◆ Your assignment ◆
Lines holding the word "that" are the ones to copy from the data below.

◆ Material to process ◆
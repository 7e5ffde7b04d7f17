//! Execution context carried by every client call: an optional deadline and
//! any number of cancel signals inherited from parent contexts.

use std::future::{Future, pending};
use std::pin::Pin;
use std::sync::Arc;
use std::time::Duration;

use tokio::sync::watch;
use tokio::time::{Instant, sleep_until};

use crate::error::{Error, Result};

/// Deadline and cancellation scope of a call.
///
/// Contexts are cheap to clone. Deriving a context with [`Context::with_cancel`]
/// or [`Context::with_timeout`] never affects the parent.
///
/// ```no_run
/// use std::time::Duration;
/// use celestia_node_client::{Context, NodeClient};
///
/// # async fn run() -> celestia_node_client::Result<()> {
/// let client = NodeClient::local()?;
/// let (ctx, canceller) = Context::background()
///     .with_timeout(Duration::from_secs(5))
///     .with_cancel();
/// let head = client.head(&ctx).await?;
/// canceller.cancel();
/// println!("height {}", head.header.height);
/// # Ok(())
/// # }
/// ```
#[derive(Debug, Clone, Default)]
pub struct Context {
    deadline: Option<Instant>,
    signals: Vec<watch::Receiver<bool>>,
}

/// Cancels the context returned alongside it by [`Context::with_cancel`] and
/// every context derived from that one.
#[derive(Debug, Clone)]
pub struct Canceller {
    sender: Arc<watch::Sender<bool>>,
}

impl Canceller {
    pub fn cancel(&self) {
        self.sender.send_replace(true);
    }
}

impl Context {
    /// A context that is never cancelled and has no deadline.
    pub fn background() -> Self {
        Self::default()
    }

    /// Derive a context that expires `timeout` from now, or at the inherited
    /// deadline if that comes first. A timeout too large to represent as an
    /// instant adds no deadline.
    pub fn with_timeout(self, timeout: Duration) -> Self {
        match Instant::now().checked_add(timeout) {
            Some(deadline) => self.with_deadline(deadline),
            None => self,
        }
    }

    /// Derive a context that expires at `deadline`, or at the inherited
    /// deadline if that comes first.
    pub fn with_deadline(mut self, deadline: Instant) -> Self {
        self.deadline = Some(match self.deadline {
            Some(current) => current.min(deadline),
            None => deadline,
        });
        self
    }

    /// Derive a cancellable context.
    pub fn with_cancel(mut self) -> (Self, Canceller) {
        let (sender, receiver) = watch::channel(false);
        self.signals.push(receiver);
        let canceller = Canceller {
            sender: Arc::new(sender),
        };
        (self, canceller)
    }

    pub fn deadline(&self) -> Option<Instant> {
        self.deadline
    }

    pub fn is_cancelled(&self) -> bool {
        self.signals.iter().any(|signal| *signal.borrow())
    }

    fn is_expired(&self) -> bool {
        self.deadline.is_some_and(|deadline| deadline <= Instant::now())
    }

    /// Drive `call` to completion unless the context is cancelled or expires
    /// first, in which case `call` is dropped.
    pub(crate) async fn run<T, F>(&self, call: F) -> Result<T>
    where
        F: Future<Output = Result<T>>,
    {
        if self.is_cancelled() {
            return Err(Error::Cancelled);
        }
        if self.is_expired() {
            return Err(Error::DeadlineExceeded);
        }

        let expiry = async {
            match self.deadline {
                Some(deadline) => sleep_until(deadline).await,
                None => pending().await,
            }
        };

        tokio::select! {
            biased;
            _ = any_cancelled(&self.signals) => Err(Error::Cancelled),
            _ = expiry => Err(Error::DeadlineExceeded),
            result = call => result,
        }
    }
}

/// Resolves once any signal reads `true`. A signal whose canceller was
/// dropped without cancelling never resolves.
fn any_cancelled(
    signals: &[watch::Receiver<bool>],
) -> Pin<Box<dyn Future<Output = ()> + Send + '_>> {
    Box::pin(async move {
        match signals {
            [] => pending().await,
            [only] => cancelled(only.clone()).await,
            [first, rest @ ..] => {
                tokio::select! {
                    _ = cancelled(first.clone()) => {}
                    _ = any_cancelled(rest) => {}
                }
            }
        }
    })
}

async fn cancelled(mut signal: watch::Receiver<bool>) {
    loop {
        if *signal.borrow_and_update() {
            return;
        }
        if signal.changed().await.is_err() {
            pending::<()>().await;
        }
    }
}

#[cfg(test)]
mod tests {
    use super::*;
    use std::sync::atomic::{AtomicBool, Ordering};

    async fn slow_ok() -> Result<u32> {
        tokio::time::sleep(Duration::from_secs(60)).await;
        Ok(1)
    }

    #[tokio::test]
    async fn background_runs_to_completion() {
        let ctx = Context::background();
        assert_eq!(ctx.run(async { Ok(7) }).await.unwrap(), 7);
        assert!(ctx.deadline().is_none());
        assert!(!ctx.is_cancelled());
    }

    #[tokio::test]
    async fn cancelled_context_fails_before_running() {
        let (ctx, canceller) = Context::background().with_cancel();
        canceller.cancel();
        assert!(ctx.is_cancelled());
        let polled = AtomicBool::new(false);
        let result = ctx
            .run(async {
                polled.store(true, Ordering::SeqCst);
                Ok(())
            })
            .await;
        assert!(!polled.load(Ordering::SeqCst));
        assert!(matches!(result, Err(Error::Cancelled)));
    }

    #[tokio::test(start_paused = true)]
    async fn cancel_interrupts_running_call() {
        let (ctx, canceller) = Context::background().with_cancel();
        tokio::spawn(async move {
            tokio::time::sleep(Duration::from_millis(10)).await;
            canceller.cancel();
        });
        assert!(matches!(ctx.run(slow_ok()).await, Err(Error::Cancelled)));
    }

    #[tokio::test(start_paused = true)]
    async fn deadline_interrupts_running_call() {
        let ctx = Context::background().with_timeout(Duration::from_millis(50));
        assert!(matches!(
            ctx.run(slow_ok()).await,
            Err(Error::DeadlineExceeded)
        ));
    }

    #[tokio::test(start_paused = true)]
    async fn expired_context_fails_before_running() {
        let ctx = Context::background().with_deadline(Instant::now());
        let polled = AtomicBool::new(false);
        let result = ctx
            .run(async {
                polled.store(true, Ordering::SeqCst);
                Ok(())
            })
            .await;
        assert!(!polled.load(Ordering::SeqCst));
        assert!(matches!(result, Err(Error::DeadlineExceeded)));
    }

    #[tokio::test(start_paused = true)]
    async fn earliest_deadline_wins() {
        let now = Instant::now();
        let ctx = Context::background()
            .with_timeout(Duration::from_secs(1))
            .with_timeout(Duration::from_secs(30));
        assert_eq!(ctx.deadline(), Some(now + Duration::from_secs(1)));
    }

    #[tokio::test(start_paused = true)]
    async fn unrepresentable_timeout_adds_no_deadline() {
        let ctx = Context::background().with_timeout(Duration::MAX);
        assert!(ctx.deadline().is_none());
        assert_eq!(ctx.run(async { Ok(5) }).await.unwrap(), 5);

        let now = Instant::now();
        let ctx = Context::background()
            .with_timeout(Duration::from_secs(2))
            .with_timeout(Duration::MAX);
        assert_eq!(ctx.deadline(), Some(now + Duration::from_secs(2)));
    }

    #[tokio::test(start_paused = true)]
    async fn parent_cancel_reaches_child() {
        let (parent, parent_canceller) = Context::background().with_cancel();
        let (child, _child_canceller) = parent.clone().with_cancel();
        parent_canceller.cancel();
        assert!(child.is_cancelled());
        assert!(matches!(child.run(slow_ok()).await, Err(Error::Cancelled)));
    }

    #[tokio::test(start_paused = true)]
    async fn child_cancel_leaves_parent_alone() {
        let (parent, _parent_canceller) = Context::background().with_cancel();
        let (child, child_canceller) = parent.clone().with_cancel();
        child_canceller.cancel();
        assert!(child.is_cancelled());
        assert!(!parent.is_cancelled());
        assert_eq!(parent.run(async { Ok(3) }).await.unwrap(), 3);
    }

    #[tokio::test(start_paused = true)]
    async fn dropped_canceller_never_cancels() {
        let (ctx, canceller) = Context::background().with_cancel();
        drop(canceller);
        let ctx = ctx.with_timeout(Duration::from_secs(1));
        assert!(matches!(
            ctx.run(slow_ok()).await,
            Err(Error::DeadlineExceeded)
        ));
    }
}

◆ Expected answer ◆
/// every context derived from that one.
    /// A context that is never cancelled and has no deadline.
    /// Derive a context that expires `timeout` from now, or at the inherited
    /// deadline if that comes first. A timeout too large to represent as an
    /// Derive a context that expires at `deadline`, or at the inherited
    /// deadline if that comes first.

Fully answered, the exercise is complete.